A NEW VISION FOR OIL PALM INDUSTRY
BY DONS EZE
A few days ago, I was privileged to undertake a facility visit, along with some of my colleagues, to an oil palm plantation, at the outskirts of Enugu Coal City, Ngwo, to be precise.
The first port of call was the nursery section of the farm, where thousands of palm seedlings were seen sprouting up. From the nursery farm, we moved to the over 70 heactre palm plantation at a slope overseeing Ugwu Onyeama, along Enugu-Onitsha Expressway, with hundreds of newly planted palms growing luxuriously.
These palm trees have double effect. One, they will help to protect the area from menacing erosion, and two, they will necessarily become a source of much needed revenue when they begin to fruit.
Ozo Eric Ozongwu, the man behind the project, or Chairman, Nonet Oil Palm Plantation and Milling Company Nig. Ltd., said during the visit that in addition to the 70 heactre palm plantation at Ngwo, the company has over 300 heactre farmland at Ihuonyia, Amansiodo Oghe, in Ezeagu Local Government Area of Enugu State.
He explained that the Ihuonyia palm plantation project was a tripartite partnership between the Nonet Oil Plantation and Milling Company Nig. Ltd, some families of Ihuonyia Community, as well as the individual investors.
With 82 people currently working in the plantation, the Company is building an entirely new Community in the area, with residential houses, schools and markets, while the economy of the area was being boosted as the workers always patronize the local market.

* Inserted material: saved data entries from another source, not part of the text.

use bytesize::ByteSize;
use serde::Deserialize;

#[derive(Debug, Deserialize, Clone, Default)]
pub struct UploadsConfig {
    dir: Option<String>,
    public_prefix: Option<String>,
    max_file_size_bytes: Option<usize>,
}

impl UploadsConfig {
    pub fn new(dir: impl Into<String>) -> Self {
        UploadsConfig {
            dir: Some(dir.into()),
            ..Default::default()
        }
    }

    pub fn dir(&self) -> &str {
        self.dir.as_deref().unwrap_or("uploads")
    }

    pub fn public_prefix(&self) -> &str {
        self.public_prefix.as_deref().unwrap_or("/uploads")
    }

    pub fn max_file_size_bytes(&self) -> usize {
        self.max_file_size_bytes
            .unwrap_or(ByteSize::mib(5).as_u64() as usize)
    }
}
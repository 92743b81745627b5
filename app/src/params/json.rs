use axum::extract::FromRequest;
use axum_valid::HasValidate;

#[derive(Debug, Clone, FromRequest)]
#[from_request(via(axum::extract::Json), rejection(crate::common::error::ApiError))]
pub struct Json<T>(pub T);

impl<T> HasValidate for Json<T> {
    type Validate = T;

    fn get_validate(&self) -> &Self::Validate {
        &self.0
    }
}
use std::sync::Arc;

use anyhow::Context;
use axum::Router;
use tower_http::normalize_path::NormalizePath;
use sea_orm::DatabaseConnection;

use crate::{
    api,
    auth::{JwtService, Passwords},
    config::{self, AppConfig},
    database, logger,
    server::Server,
    service::users,
    sms::SmsClient,
    upload::UploadStore,
};
use migration::{Migrator, MigratorTrait};

#[derive(Clone)]
pub struct AppState {
    pub db: DatabaseConnection,
    pub jwt: Arc<JwtService>,
    pub passwords: Passwords,
    pub sms: SmsClient,
    pub uploads: UploadStore,
}

impl AppState {
    pub fn new(
        db: DatabaseConnection,
        jwt: JwtService,
        passwords: Passwords,
        sms: SmsClient,
        uploads: UploadStore,
    ) -> Self {
        Self {
            db,
            jwt: Arc::new(jwt),
            passwords,
            sms,
            uploads,
        }
    }

    pub async fn from_config(db: DatabaseConnection, config: &AppConfig) -> anyhow::Result<Self> {
        let uploads = UploadStore::from_config(config.uploads(), config.s3()).await?;

        Ok(Self::new(
            db,
            JwtService::new(config.jwt().clone()),
            Passwords::new(config.auth().cost()),
            SmsClient::new(config.sms().clone())?,
            uploads,
        ))
    }
}

/// The API with its state attached, ready to serve or to drive from tests.
///
/// Trailing slashes are trimmed before the request reaches routing.
pub fn router(state: AppState) -> Router {
    let routes = api::create_router(&state).with_state(state);

    Router::new().fallback_service(NormalizePath::trim_trailing_slash(routes))
}

pub async fn run() -> anyhow::Result<()> {
    let config = config::get();

    logger::init(config.logger());

    tracing::info!("Starting application...");

    let db = database::init(config.database())
        .await
        .context("Failed to initialize database")?;

    Migrator::up(&db, None).await?;

    let state = AppState::from_config(db, config).await?;

    if let Err(err) = users::ensure_admin(&state.db, &state.passwords, config.auth()).await {
        tracing::error!(error = %err, "failed to ensure administrator account");
    }

    let server = Server::new(config.server());

    server.start(router(state)).await?;

    Ok(())
}
use axum::{
    Router,
    extract::State,
    routing::{post, put},
};
use serde::Serialize;

use crate::{
    app::AppState,
    auth::Identity,
    common::{ApiResponse, ApiResult},
    entity::user,
    params::{Json, Valid},
    service::users::{self, LoginInput, ProfileInput, RegisterInput, UserView},
};

pub fn routes() -> Router<AppState> {
    Router::new()
        .route("/register", post(register))
        .route("/admin/create", post(admin_create))
        .route("/login", post(login))
        .route("/profile", put(update_profile))
}

#[derive(Debug, Serialize)]
pub struct AuthView {
    pub token: String,
    pub user: UserView,
}

fn issue(state: &AppState, user: &user::Model) -> ApiResult<AuthView> {
    let token = state.jwt.encode(&Identity::from(user))?;

    Ok(AuthView {
        token,
        user: UserView::from(user),
    })
}

/// Open to everyone; the requested role only counts when an administrator is calling.
async fn register(
    State(state): State<AppState>,
    actor: Option<Identity>,
    Valid(Json(input)): Valid<Json<RegisterInput>>,
) -> ApiResult<ApiResponse<AuthView>> {
    let user = users::register(&state.db, &state.passwords, actor.as_ref(), input).await?;

    Ok(ApiResponse::created("User registered", issue(&state, &user)?))
}

async fn admin_create(
    State(state): State<AppState>,
    actor: Identity,
    Valid(Json(input)): Valid<Json<RegisterInput>>,
) -> ApiResult<ApiResponse<AuthView>> {
    actor.require_admin()?;

    let user = users::register(&state.db, &state.passwords, Some(&actor), input).await?;

    Ok(ApiResponse::created("User created", issue(&state, &user)?))
}

async fn login(
    State(state): State<AppState>,
    Valid(Json(input)): Valid<Json<LoginInput>>,
) -> ApiResult<ApiResponse<AuthView>> {
    let user = users::login(&state.db, &state.passwords, input).await?;

    Ok(ApiResponse::ok("Login successful", Some(issue(&state, &user)?)))
}

/// Returns a fresh token, since name and email travel inside it.
async fn update_profile(
    State(state): State<AppState>,
    actor: Identity,
    Valid(Json(input)): Valid<Json<ProfileInput>>,
) -> ApiResult<ApiResponse<AuthView>> {
    let user = users::update_profile(&state.db, &state.passwords, &actor, input).await?;

    Ok(ApiResponse::ok("Profile updated", Some(issue(&state, &user)?)))
}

According to him, investors could become part of the plantation through subscription, by indicating the number of heactres they need, pay specified amounts of money as registration fee, development levy (clearing and land preparation), annual rental fee, cost of oil seedlings, protective control, fire tracing, fertilization, etc.
Ozongwu revealed that the palm seedlings were of Malaysia/Australia origin, known as Elaeis Guineesis/Yangambi oil palm seed, the world’s highest yielding edible oil crop that produces crude palm oil and palm kernel oil four times more than Tenera (Nigeria’s best producing palm tree), and that within two years after planting, it would start fruiting and would yield till the next 60 years.
The new palm seed, he said, produces fresh fruit bunches between 27 to 32 palm heads per year, and up to 72 tons of fresh fruit bunches per heactre in a year, while the palm tree is unique, as it could be harvested while standing, within the first ten years of fruiting without climbing the tree.
Ozongwu who is a professional accountant, said he was attracted to the new breed of palm seedlings when he visited Malaysia, and he decided to leave his accounting job to go into palm business. He then went into partnership with oil palm research institutes in Malaysia/Australia.
He expressed optimism that within the next two to three years when the palm trees would start fruiting, resources from the plantation would greatly boost the economic base of the state and the country at large.
Ozongwu said he foresaw a situation where in the next few years, oil palm would begin to drive the economy of the state, and called on investors to invest in palm plantation since there are rich and abundant land lying idle in the state.
Eastern Nigeria is a palm tree belt. Thousands of palm trees grow naturally in the area, which produce both palm oil and palm kernel. During the colonial period, earnings from palm produce cc were the financial backbone of the administration. That was what motivated the colonial government, in April 1949, to establish the Eastern Region Oil Palm Produce Marketing Board, which handled the export of oil palm related produce in the country.
The Oil Palm Produce Board transferred funds to the Eastern Regional Production and Development Company (ERPDC) for the establishment of pioneer oil mills, gave grants to the Eastern Nigeria Finance Corporation (ENFC), and provided the takeoff grant for the establishment of the University of Nigeria.
In 1954, the Eastern Region Marketing Board which acquired most of the assets of the Nigeria Oil Palm Produce Marketing Board was created, and from then onward, responsibilities of the board began to change. Surplus funds were accumulated and used to finance public and private institutions in the East.
Apart from grants to the regional development and finance company, the Eastern Nigeria Marketing Board, driven essentially by palm oil produce, also invested in the African Continental Bank and the Nigerian Cement Company at Nkalagu.
If our people and the government will key into this new vision of oil palm business embarked upon by Ozo Eric Ozongwu, it will greatly enhance the economic well being of the state. Compared with crude petroleum, palm oil has higher value in international market.
The late Group Captain Sampson Emeka Omeruah, former Military Governor of old Anamba State, envisioned great potentials in oil palm industry, when he began his “Farm for Farm” project in the 1980s. But the project was discontinued when Omeruah left office, so it died a natural.
The consequence was that at the of every month, cap in hand, we would be in Abuja, begging for fund, without which we would not execute a single project.